Stored data entries
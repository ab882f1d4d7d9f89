//! Run a gesture session.

use std::io::BufReader;
use std::path::{Path, PathBuf};
use std::sync::atomic::Ordering;

use facepoint_common::clock::SessionClock;
use facepoint_common::config::{AppConfig, ScreenOverride};
use facepoint_face_model::ActionLogHeader;
use facepoint_gesture_core::{FaceProcessor, ScreenSize};
use facepoint_pointer::backends::{detect_best_backend, detect_screen};
use facepoint_pointer::{ActionDispatcher, ActionWriter, PointerBackend, StubBackend};
use facepoint_session::{EndReason, FrameSource, GestureSession, JsonlFrameSource};

pub struct RunOptions {
    pub input: Option<PathBuf>,
    pub dry_run: bool,
    pub record_actions: Option<PathBuf>,
    pub smooth_factor: Option<f64>,
    pub mirror: bool,
    pub screen: Option<(u32, u32)>,
}

/// Parse a `WIDTHxHEIGHT` screen size.
pub fn parse_screen(value: &str) -> Result<(u32, u32), String> {
    let (w, h) = value
        .split_once(['x', 'X'])
        .ok_or_else(|| format!("expected WIDTHxHEIGHT, got '{value}'"))?;
    let width: u32 = w.trim().parse().map_err(|e| format!("bad width '{w}': {e}"))?;
    let height: u32 = h.trim().parse().map_err(|e| format!("bad height '{h}': {e}"))?;
    if width == 0 || height == 0 {
        return Err("screen dimensions must be positive".to_string());
    }
    Ok((width, height))
}

fn apply_overrides(config: &mut AppConfig, options: &RunOptions) {
    if let Some(factor) = options.smooth_factor {
        config.cursor.smooth_factor = factor;
    }
    if options.mirror {
        config.landmarks.mirror_input = true;
    }
    if let Some((width, height)) = options.screen {
        config.cursor.screen = Some(ScreenOverride { width, height });
    }
}

fn open_source(input: Option<&Path>) -> anyhow::Result<Box<dyn FrameSource>> {
    match input.filter(|path| *path != Path::new("-")) {
        None => {
            let stdin = BufReader::new(std::io::stdin());
            Ok(Box::new(JsonlFrameSource::new(stdin, "stdin")))
        }
        Some(path) => {
            let source = JsonlFrameSource::open(path)
                .map_err(|e| anyhow::anyhow!("Failed to open landmark feed: {e}"))?;
            Ok(Box::new(source))
        }
    }
}

pub async fn run(mut config: AppConfig, options: RunOptions) -> anyhow::Result<()> {
    apply_overrides(&mut config, &options);
    config.validate()?;

    let layout = detect_screen();
    let screen = match config.cursor.screen {
        Some(s) => ScreenSize::new(s.width, s.height),
        None => ScreenSize::new(layout.monitor.width, layout.monitor.height),
    };

    let backend: Box<dyn PointerBackend> = if options.dry_run {
        Box::new(StubBackend::new())
    } else {
        detect_best_backend(layout)
    };

    println!("Starting Facepoint session");
    println!(
        "  Input: {}",
        options
            .input
            .as_deref()
            .map_or("stdin".to_string(), |p| p.display().to_string())
    );
    println!("  Screen: {}x{}", screen.width, screen.height);
    println!("  Backend: {}", backend.name());
    println!("  Smoothing: {}", config.cursor.smooth_factor);
    println!();

    let mut dispatcher =
        ActionDispatcher::new(backend, screen.width, screen.height, &config.dispatch);
    if let Some(path) = options.record_actions.clone() {
        let header = ActionLogHeader {
            schema_version: "1.0".to_string(),
            epoch_wall: SessionClock::start().epoch_wall().to_string(),
            screen_width: screen.width,
            screen_height: screen.height,
            backend: dispatcher.backend_name().to_string(),
        };
        dispatcher = dispatcher.with_writer(ActionWriter::new(path, &header)?);
    }

    let source = open_source(options.input.as_deref())?;
    let processor = FaceProcessor::new(&config, screen);
    let mut session = GestureSession::new(source, processor, dispatcher);
    let stop_flag = session.stop_flag();
    tracing::debug!(?screen, dry_run = options.dry_run, "Session configured");

    println!(
        "Close both eyes for {}s or press Ctrl+C to stop...",
        config.gesture.shutdown_hold_secs
    );
    println!();

    // Frame reads block, so the loop runs off the async runtime.
    let mut task = tokio::task::spawn_blocking(move || session.run());
    let summary = tokio::select! {
        result = &mut task => result??,
        _ = tokio::signal::ctrl_c() => {
            println!();
            println!("Stopping after the current frame...");
            stop_flag.store(true, Ordering::SeqCst);
            task.await??
        }
    };

    tracing::info!(
        end_reason = ?summary.end_reason,
        frames = summary.frames,
        clicks = summary.clicks,
        "Session finished"
    );

    println!();
    println!("Session ended: {}", describe(summary.end_reason));
    println!("  Frames: {} ({} with a face)", summary.frames, summary.face_frames);
    println!("  Clicks: {}", summary.clicks);
    println!("  Scroll steps: {}", summary.scrolls);
    if let Some(path) = options.record_actions {
        println!("  Action log: {}", path.display());
    }

    Ok(())
}

fn describe(reason: EndReason) -> &'static str {
    match reason {
        EndReason::Shutdown => "shutdown gesture",
        EndReason::Stopped => "stopped by user",
        EndReason::SourceExhausted => "landmark feed ended",
        EndReason::FailSafe => "fail-safe (cursor reached the top-left corner)",
    }
}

**WHAT IS BEING ASKED:**
Extract each record, keeping it identical to the original.

**ANSWER FOR THE TASK:**
repository ab882f1d4d7d9f89
//! Run a gesture session.

use std::io::BufReader;
use std::path::{Path, PathBuf};
use std::sync::atomic::Ordering;

use facepoint_common::clock::SessionClock;
use facepoint_common::config::{AppConfig, ScreenOverride};
use facepoint_face_model::ActionLogHeader;
use facepoint_gesture_core::{FaceProcessor, ScreenSize};
use facepoint_pointer::backends::{detect_best_backend, detect_screen};
use facepoint_pointer::{ActionDispatcher, ActionWriter, PointerBackend, StubBackend};
use facepoint_session::{EndReason, FrameSource, GestureSession, JsonlFrameSource};

pub struct RunOptions {
    pub input: Option<PathBuf>,
    pub dry_run: bool,
    pub record_actions: Option<PathBuf>,
    pub smooth_factor: Option<f64>,
    pub mirror: bool,
    pub screen: Option<(u32, u32)>,
}

/// Parse a `WIDTHxHEIGHT` screen size.
pub fn parse_screen(value: &str) -> Result<(u32, u32), String> {
    let (w, h) = value
        .split_once(['x', 'X'])
        .ok_or_else(|| format!("expected WIDTHxHEIGHT, got '{value}'"))?;
    let width: u32 = w.trim().parse().map_err(|e| format!("bad width '{w}': {e}"))?;
    let height: u32 = h.trim().parse().map_err(|e| format!("bad height '{h}': {e}"))?;
    if width == 0 || height == 0 {
        return Err("screen dimensions must be positive".to_string());
    }
    Ok((width, height))
}

fn apply_overrides(config: &mut AppConfig, options: &RunOptions) {
    if let Some(factor) = options.smooth_factor {
        config.cursor.smooth_factor = factor;
    }
    if options.mirror {
        config.landmarks.mirror_input = true;
    }
    if let Some((width, height)) = options.screen {
        config.cursor.screen = Some(ScreenOverride { width, height });
    }
}

fn open_source(input: Option<&Path>) -> anyhow::Result<Box<dyn FrameSource>> {
    match input.filter(|path| *path != Path::new("-")) {
        None => {
            let stdin = BufReader::new(std::io::stdin());
            Ok(Box::new(JsonlFrameSource::new(stdin, "stdin")))
        }
        Some(path) => {
            let source = JsonlFrameSource::open(path)
                .map_err(|e| anyhow::anyhow!("Failed to open landmark feed: {e}"))?;
            Ok(Box::new(source))
        }
    }
}

pub async fn run(mut config: AppConfig, options: RunOptions) -> anyhow::Result<()> {
    apply_overrides(&mut config, &options);
    config.validate()?;

    let layout = detect_screen();
    let screen = match config.cursor.screen {
        Some(s) => ScreenSize::new(s.width, s.height),
        None => ScreenSize::new(layout.monitor.width, layout.monitor.height),
    };

    let backend: Box<dyn PointerBackend> = if options.dry_run {
        Box::new(StubBackend::new())
    } else {
        detect_best_backend(layout)
    };

    println!("Starting Facepoint session");
    println!(
        "  Input: {}",
        options
            .input
            .as_deref()
            .map_or("stdin".to_string(), |p| p.display().to_string())
    );
    println!("  Screen: {}x{}", screen.width, screen.height);
    println!("  Backend: {}", backend.name());
    println!("  Smoothing: {}", config.cursor.smooth_factor);
    println!();

    let mut dispatcher =
        ActionDispatcher::new(backend, screen.width, screen.height, &config.dispatch);
    if let Some(path) = options.record_actions.clone() {
        let header = ActionLogHeader {
            schema_version: "1.0".to_string(),
            epoch_wall: SessionClock::start().epoch_wall().to_string(),
            screen_width: screen.width,
            screen_height: screen.height,
            backend: dispatcher.backend_name().to_string(),
        };
        dispatcher = dispatcher.with_writer(ActionWriter::new(path, &header)?);
    }

    let source = open_source(options.input.as_deref())?;
    let processor = FaceProcessor::new(&config, screen);
    let mut session = GestureSession::new(source, processor, dispatcher);
    let stop_flag = session.stop_flag();
    tracing::debug!(?screen, dry_run = options.dry_run, "Session configured");

    println!(
        "Close both eyes for {}s or press Ctrl+C to stop...",
        config.gesture.shutdown_hold_secs
    );
    println!();

    // Frame reads block, so the loop runs off the async runtime.
    let mut task = tokio::task::spawn_blocking(move || session.run());
    let summary = tokio::select! {
        result = &mut task => result??,
        _ = tokio::signal::ctrl_c() => {
            println!();
            println!("Stopping after the current frame...");
            stop_flag.store(true, Ordering::SeqCst);
            task.await??
        }
    };

    tracing::info!(
        end_reason = ?summary.end_reason,
        frames = summary.frames,
        clicks = summary.clicks,
        "Session finished"
    );

    println!();
    println!("Session ended: {}", describe(summary.end_reason));
    println!("  Frames: {} ({} with a face)", summary.frames, summary.face_frames);
    println!("  Clicks: {}", summary.clicks);
    println!("  Scroll steps: {}", summary.scrolls);
    if let Some(path) = options.record_actions {
        println!("  Action log: {}", path.display());
    }

    Ok(())
}

fn describe(reason: EndReason) -> &'static str {
    match reason {
        EndReason::Shutdown => "shutdown gesture",
        EndReason::Stopped => "stopped by user",
        EndReason::SourceExhausted => "landmark feed ended",
        EndReason::FailSafe => "fail-safe (cursor reached the top-left corner)",
    }
}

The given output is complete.